ACTION ITEM
What are the lines of the listing below, word for word, from the first down to the one that contains "if any. Used"?

GIVEN RECORDS
════════
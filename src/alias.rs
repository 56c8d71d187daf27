//! Alias Resolution
//!
//! User-defined alias bindings are `$name` properties whose name is not
//! claimed by the registry. They name sub-expressions referenced elsewhere in
//! the same scope: visible to everything in the declaring object and below,
//! never upward.

use std::collections::HashSet;

use serde_json::{Map, Value};

/// Does `key` have the `$name` shape of an alias string?
pub fn is_alias_key(key: &str) -> bool {
    key.len() > 1 && key.starts_with('$')
}

/// Collect the alias bindings declared on `object`: every `$name` property
/// whose name is absent from the reserved/registry name set, keyed by the
/// full `$name` form for spreading into an evaluation scope.
///
/// Returns an empty map for non-object values.
pub fn collect_aliases(object: &Value, reserved: &HashSet<String>) -> Map<String, Value> {
    let mut aliases = Map::new();
    if let Value::Object(map) = object {
        for (key, value) in map {
            if is_alias_key(key) && !reserved.contains(&key[1..]) {
                aliases.insert(key.clone(), value.clone());
            }
        }
    }
    aliases
}

/// Is the property `key` of `parent` a user alias binding?
///
/// Fragment nodes are excluded: their `$`-named properties are fragment
/// parameters, not bindings.
pub fn is_alias_binding(key: &str, parent: Option<&Value>, reserved: &HashSet<String>) -> bool {
    let parent = match parent {
        Some(Value::Object(map)) => map,
        _ => return false,
    };
    is_alias_key(key) && !parent.contains_key("fragment") && !reserved.contains(&key[1..])
}

/// Declaration-order position of the first qualifying alias binding on
/// `object`, if any. Used to group the visual "Alias definitions" header;
/// no evaluation semantics hang off this position.
pub fn first_alias_position(object: &Value, reserved: &HashSet<String>) -> Option<usize> {
    let map = object.as_object()?;
    if map.contains_key("fragment") {
        return None;
    }
    map.keys()
        .position(|key| is_alias_key(key) && !reserved.contains(&key[1..]))
}

/// Merge alias bindings into a node so it can be evaluated in isolation,
/// outside the scope that declared them. Non-object nodes pass through
/// unchanged.
pub fn apply_aliases(node: &Value, aliases: &Map<String, Value>) -> Value {
    match node {
        Value::Object(map) => {
            let mut merged = map.clone();
            for (key, value) in aliases {
                // Bindings declared on the node itself stay authoritative
                merged.entry(key.clone()).or_insert_with(|| value.clone());
            }
            Value::Object(merged)
        }
        other => other.clone(),
    }
}
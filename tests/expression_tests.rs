//! End-to-end tests over realistic expressions
//!
//! Exercises classification, alias scoping, property resolution and syntax
//! conversion together, the way the hosting editor drives them.

use serde_json::{json, Value};

use fig_tree_edit::{
    admissible_types, available_properties, classify, collect_aliases, first_alias_position,
    from_shorthand, to_shorthand, to_v2, validate_expression, CustomFunctionMetadata,
    FragmentMetadata, NodeContext, NodeKind, ParameterMetadata, ParameterType, Registry,
    TypeConstraint,
};

fn registry() -> Registry {
    let mut country = ParameterMetadata::new(
        "$country",
        ParameterType::Single(fig_tree_edit::ExpectedType::String),
        true,
    );
    country.default = Some(json!("New Zealand"));

    Registry::with_builtins(
        vec![FragmentMetadata {
            name: "getCapital".to_string(),
            description: Some("Gets a country's capital city".to_string()),
            parameters: vec![country],
            text_color: None,
            background_color: None,
        }],
        vec![
            CustomFunctionMetadata {
                name: "reverse".to_string(),
                description: Some("Reverse a string, or array".to_string()),
                num_required_args: Some(1),
                args_default: Some(vec![json!("Reverse Me")]),
                input_default: None,
                text_color: None,
                background_color: None,
            },
            CustomFunctionMetadata {
                name: "changeCase".to_string(),
                description: None,
                num_required_args: None,
                args_default: None,
                input_default: Some(json!({"string": "New string", "toCase": "upper"})),
                text_color: None,
                background_color: None,
            },
        ],
    )
}

/// A decision expression mixing operators, a fragment, a custom function,
/// shorthand and alias bindings
fn sample_expression() -> Value {
    json!({
        "operator": "?",
        "condition": {
            "operator": "=",
            "values": [{"$getData": "user.country"}, "$home"],
        },
        "valueIfTrue": {"fragment": "getCapital", "$country": "New Zealand"},
        "valueIfFalse": {"$reverse": ["no match"]},
        "$home": "New Zealand",
    })
}

// =============================================================================
// Classification over the tree
// =============================================================================

#[test]
fn test_sample_expression_classifications() {
    let registry = registry();
    let expression = sample_expression();
    let ctx = NodeContext::root();

    assert!(matches!(
        classify(&expression, &ctx, &registry),
        NodeKind::Operator(Some(_))
    ));
    assert!(matches!(
        classify(&expression["condition"], &ctx, &registry),
        NodeKind::Operator(Some(_))
    ));
    assert!(matches!(
        classify(&expression["condition"]["values"][0], &ctx, &registry),
        NodeKind::ShorthandSimple(_)
    ));
    assert!(matches!(
        classify(&expression["valueIfTrue"], &ctx, &registry),
        NodeKind::Fragment(Some(_))
    ));
    assert!(matches!(
        classify(&expression["valueIfFalse"], &ctx, &registry),
        NodeKind::ShorthandCollection(_)
    ));
    // The alias binding's value is a plain string, not an expression
    assert!(matches!(
        classify(&expression["$home"], &ctx, &registry),
        NodeKind::Literal
    ));
}

#[test]
fn test_sample_expression_is_valid() {
    let registry = registry();
    let report = validate_expression(&sample_expression(), &registry);
    assert!(report.is_clean(), "diagnostics: {:?}", report.diagnostics);
}

// =============================================================================
// Alias scoping
// =============================================================================

#[test]
fn test_alias_scope_and_grouping() {
    let registry = registry();
    let expression = sample_expression();

    let aliases = collect_aliases(&expression, registry.reserved_names());
    assert_eq!(aliases.len(), 1);
    assert_eq!(aliases["$home"], json!("New Zealand"));

    // $country on the fragment node is a parameter, not a binding
    let fragment_aliases =
        collect_aliases(&expression["valueIfTrue"], registry.reserved_names());
    assert_eq!(fragment_aliases.len(), 1);
    assert!(fragment_aliases.contains_key("$country"));

    // The binding sits after the four non-alias properties
    assert_eq!(
        first_alias_position(&expression, registry.reserved_names()),
        Some(4)
    );
}

// =============================================================================
// Property resolution in context
// =============================================================================

#[test]
fn test_property_resolution_against_sample() {
    let registry = registry();
    let expression = sample_expression();

    let conditional = registry.resolve_operator("?").unwrap();
    let available = available_properties(&conditional.parameters, &expression);
    let names: Vec<&str> = available.iter().map(|p| p.name.as_str()).collect();
    // All three slots are filled; the common properties remain
    assert_eq!(names, vec!["fallback", "outputType"]);

    match admissible_types(&expression["condition"], "values", &registry) {
        TypeConstraint::Types(types) => {
            assert_eq!(types, vec![fig_tree_edit::ExpectedType::Array])
        }
        other => panic!("Expected array constraint, got {:?}", other),
    }
}

// =============================================================================
// Conversion round trips
// =============================================================================

#[test]
fn test_full_tree_shorthand_round_trip() {
    let registry = registry();
    let expression = sample_expression();

    let shorthand = to_shorthand(&expression, &registry).unwrap();
    // The root collapses to the collection form and nested single-argument
    // nodes collapse to simple forms
    assert_eq!(
        shorthand,
        json!({
            "$?": {
                "condition": {"$=": [{"$getData": "user.country"}, "$home"]},
                "valueIfTrue": {"$getCapital": "New Zealand"},
                "valueIfFalse": {"$reverse": ["no match"]},
                "$home": "New Zealand",
            }
        })
    );

    let back = from_shorthand(&shorthand, &registry).unwrap();
    assert_eq!(
        back,
        json!({
            "operator": "?",
            "condition": {
                "operator": "=",
                "values": [
                    {"operator": "getData", "property": "user.country"},
                    "$home",
                ],
            },
            "valueIfTrue": {"fragment": "getCapital", "$country": "New Zealand"},
            "valueIfFalse": {
                "operator": "CUSTOM_FUNCTIONS",
                "functionName": "reverse",
                "args": ["no match"],
            },
            "$home": "New Zealand",
        })
    );

    // Expansion produced a semantically identical, valid expression
    let report = validate_expression(&back, &registry);
    assert!(report.is_clean(), "diagnostics: {:?}", report.diagnostics);
}

#[test]
fn test_v1_fragment_definition_upgrades() {
    let registry = registry();
    // The V1 shape fragment definitions were written in
    let v1 = json!({
        "operator": "GET",
        "children": [
            {
                "operator": "stringSubstitution",
                "children": ["https://restcountries.com/v3.1/name/%1", "$country"],
            },
            {},
            "flag",
        ],
        "outputType": "string",
    });

    let upgraded = to_v2(&v1, &registry).unwrap();
    assert_eq!(
        upgraded,
        json!({
            "operator": "GET",
            "url": {
                "operator": "stringSubstitution",
                "string": "https://restcountries.com/v3.1/name/%1",
                "substitutions": ["$country"],
            },
            "parameters": {},
            "returnProperty": "flag",
            "outputType": "string",
        })
    );
}

#[test]
fn test_conversion_preserves_evaluation_scope() {
    let registry = registry();
    let expression = sample_expression();

    // Alias bindings survive both directions, so evaluating the converted
    // node against the same data context resolves the same names
    let shorthand = to_shorthand(&expression, &registry).unwrap();
    let aliases_before = collect_aliases(&expression, registry.reserved_names());
    let aliases_after = collect_aliases(&shorthand["$?"], registry.reserved_names());
    assert_eq!(aliases_before, aliases_after);
}
//! Expression Registry
//!
//! Immutable catalog of the operators, fragments and custom functions in
//! scope for an editing session, with normalized name/alias resolution and
//! fuzzy search for the operator selector.

use std::collections::HashSet;

use fuzzy_matcher::skim::SkimMatcherV2;
use fuzzy_matcher::FuzzyMatcher;
use serde::{Deserialize, Serialize};
use tracing::warn;

use crate::builtins;
use crate::error::Result;
use crate::metadata::{CustomFunctionMetadata, FragmentMetadata, OperatorMetadata};

/// Normalize an operator name or alias for comparison: case, whitespace,
/// and separator insensitive. Symbolic aliases ("+", "!=") pass through.
pub fn standardise_name(name: &str) -> String {
    name.chars()
        .filter(|c| !c.is_whitespace() && *c != '_' && *c != '-')
        .flat_map(|c| c.to_uppercase())
        .collect()
}

/// What a shorthand `$alias` key resolves to
#[derive(Debug, Clone, Copy, PartialEq)]
pub enum ShorthandTarget<'r> {
    Operator(&'r OperatorMetadata),
    Function(&'r CustomFunctionMetadata),
    Fragment(&'r FragmentMetadata),
}

impl<'r> ShorthandTarget<'r> {
    /// Canonical name of the resolved entry
    pub fn name(&self) -> &'r str {
        match self {
            ShorthandTarget::Operator(op) => &op.name,
            ShorthandTarget::Function(f) => &f.name,
            ShorthandTarget::Fragment(frag) => &frag.name,
        }
    }
}

/// Serialized registry catalog, for loading injected catalogs from JSON
#[derive(Debug, Clone, Default, Serialize, Deserialize)]
pub struct RegistryData {
    #[serde(default)]
    pub operators: Vec<OperatorMetadata>,
    #[serde(default)]
    pub fragments: Vec<FragmentMetadata>,
    #[serde(default)]
    pub functions: Vec<CustomFunctionMetadata>,
}

/// The expression registry, loaded once per editing session
pub struct Registry {
    operators: Vec<OperatorMetadata>,
    fragments: Vec<FragmentMetadata>,
    functions: Vec<CustomFunctionMetadata>,
    /// Every name that is NOT available as a user alias binding: operator
    /// names and aliases, fragment names, function names (without "$")
    reserved_names: HashSet<String>,
    matcher: SkimMatcherV2,
}

impl std::fmt::Debug for Registry {
    fn fmt(&self, f: &mut std::fmt::Formatter<'_>) -> std::fmt::Result {
        f.debug_struct("Registry")
            .field("operators", &self.operators.len())
            .field("fragments", &self.fragments.len())
            .field("functions", &self.functions.len())
            .finish()
    }
}

impl Registry {
    pub fn new(
        operators: Vec<OperatorMetadata>,
        fragments: Vec<FragmentMetadata>,
        functions: Vec<CustomFunctionMetadata>,
    ) -> Self {
        let mut reserved_names = HashSet::new();
        for op in &operators {
            reserved_names.insert(op.name.clone());
            reserved_names.extend(op.aliases.iter().cloned());
        }
        reserved_names.extend(fragments.iter().map(|f| f.name.clone()));
        reserved_names.extend(functions.iter().map(|f| f.name.clone()));

        Self {
            operators,
            fragments,
            functions,
            reserved_names,
            matcher: SkimMatcherV2::default(),
        }
    }

    /// Registry with the standard operator set and the given fragments and
    /// functions
    pub fn with_builtins(
        fragments: Vec<FragmentMetadata>,
        functions: Vec<CustomFunctionMetadata>,
    ) -> Self {
        Self::new(builtins::builtin_operators(), fragments, functions)
    }

    /// Load a registry from a serialized catalog
    pub fn from_json(json: &str) -> Result<Self> {
        let data: RegistryData = serde_json::from_str(json)?;
        Ok(Self::new(data.operators, data.fragments, data.functions))
    }

    pub fn operators(&self) -> &[OperatorMetadata] {
        &self.operators
    }

    pub fn fragments(&self) -> &[FragmentMetadata] {
        &self.fragments
    }

    pub fn functions(&self) -> &[CustomFunctionMetadata] {
        &self.functions
    }

    /// Names unavailable as user alias bindings
    pub fn reserved_names(&self) -> &HashSet<String> {
        &self.reserved_names
    }

    /// Resolve an operator by canonical name or alias. Matching is
    /// normalized: "string_substitution" and "stringSubstitution" both
    /// resolve STRING_SUBSTITUTION.
    pub fn resolve_operator(&self, name_or_alias: &str) -> Option<&OperatorMetadata> {
        let standardised = standardise_name(name_or_alias);
        self.operators.iter().find(|op| {
            standardise_name(&op.name) == standardised
                || op.aliases.iter().any(|a| standardise_name(a) == standardised)
        })
    }

    /// Resolve a fragment by exact name
    pub fn resolve_fragment(&self, name: &str) -> Option<&FragmentMetadata> {
        self.fragments.iter().find(|frag| frag.name == name)
    }

    /// Resolve a fragment, falling back to the first registered fragment so
    /// editing is never blocked by a stale name. The resolved name is
    /// re-displayed by the UI, so the substitution is visible, not silent.
    pub fn fragment_or_first(&self, name: &str) -> Option<&FragmentMetadata> {
        match self.resolve_fragment(name) {
            Some(frag) => Some(frag),
            None => {
                let first = self.fragments.first();
                if let Some(frag) = first {
                    warn!(requested = name, substituted = %frag.name, "unknown fragment, substituting first registered");
                }
                first
            }
        }
    }

    /// Resolve a custom function by exact name
    pub fn resolve_function(&self, name: &str) -> Option<&CustomFunctionMetadata> {
        self.functions.iter().find(|f| f.name == name)
    }

    /// Resolve a shorthand alias (the `name` part of a `$name` key) against
    /// the combined catalog. Operators take priority over functions, which
    /// take priority over fragments.
    pub fn resolve_shorthand(&self, alias: &str) -> Option<ShorthandTarget<'_>> {
        if let Some(op) = self.resolve_operator(alias) {
            return Some(ShorthandTarget::Operator(op));
        }
        if let Some(func) = self.resolve_function(alias) {
            return Some(ShorthandTarget::Function(func));
        }
        self.resolve_fragment(alias).map(ShorthandTarget::Fragment)
    }

    /// Is `name` (without "$") a registered operator alias, fragment or
    /// function name? Used by the classifier's shorthand tests.
    pub fn is_registered_name(&self, name: &str) -> bool {
        self.reserved_names.contains(name)
    }

    /// Fuzzy-search operators by name or alias, best matches first.
    /// Backs the operator selector's search box.
    pub fn search_operators(&self, query: &str) -> Vec<&OperatorMetadata> {
        let mut scored: Vec<(i64, &OperatorMetadata)> = self
            .operators
            .iter()
            .filter_map(|op| {
                let best = std::iter::once(op.name.as_str())
                    .chain(op.aliases.iter().map(String::as_str))
                    .filter_map(|candidate| self.matcher.fuzzy_match(candidate, query))
                    .max()?;
                Some((best, op))
            })
            .collect();

        scored.sort_by(|a, b| b.0.cmp(&a.0));
        scored.into_iter().map(|(_, op)| op).collect()
    }
}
════════
WORKED SOLUTION
filename src/alias.rs
repository 56c8d71d187daf27
//! Alias Resolution
//!
//! User-defined alias bindings are `$name` properties whose name is not
//! claimed by the registry. They name sub-expressions referenced elsewhere in
//! the same scope: visible to everything in the declaring object and below,
//! never upward.

use std::collections::HashSet;

use serde_json::{Map, Value};

/// Does `key` have the `$name` shape of an alias string?
pub fn is_alias_key(key: &str) -> bool {
    key.len() > 1 && key.starts_with('$')
}

/// Collect the alias bindings declared on `object`: every `$name` property
/// whose name is absent from the reserved/registry name set, keyed by the
/// full `$name` form for spreading into an evaluation scope.
///
/// Returns an empty map for non-object values.
pub fn collect_aliases(object: &Value, reserved: &HashSet<String>) -> Map<String, Value> {
    let mut aliases = Map::new();
    if let Value::Object(map) = object {
        for (key, value) in map {
            if is_alias_key(key) && !reserved.contains(&key[1..]) {
                aliases.insert(key.clone(), value.clone());
            }
        }
    }
    aliases
}

/// Is the property `key` of `parent` a user alias binding?
///
/// Fragment nodes are excluded: their `$`-named properties are fragment
/// parameters, not bindings.
pub fn is_alias_binding(key: &str, parent: Option<&Value>, reserved: &HashSet<String>) -> bool {
    let parent = match parent {
        Some(Value::Object(map)) => map,
        _ => return false,
    };
    is_alias_key(key) && !parent.contains_key("fragment") && !reserved.contains(&key[1..])
}

/// Declaration-order position of the first qualifying alias binding on
/// `object`, if any. Used to group the visual "Alias definitions" header;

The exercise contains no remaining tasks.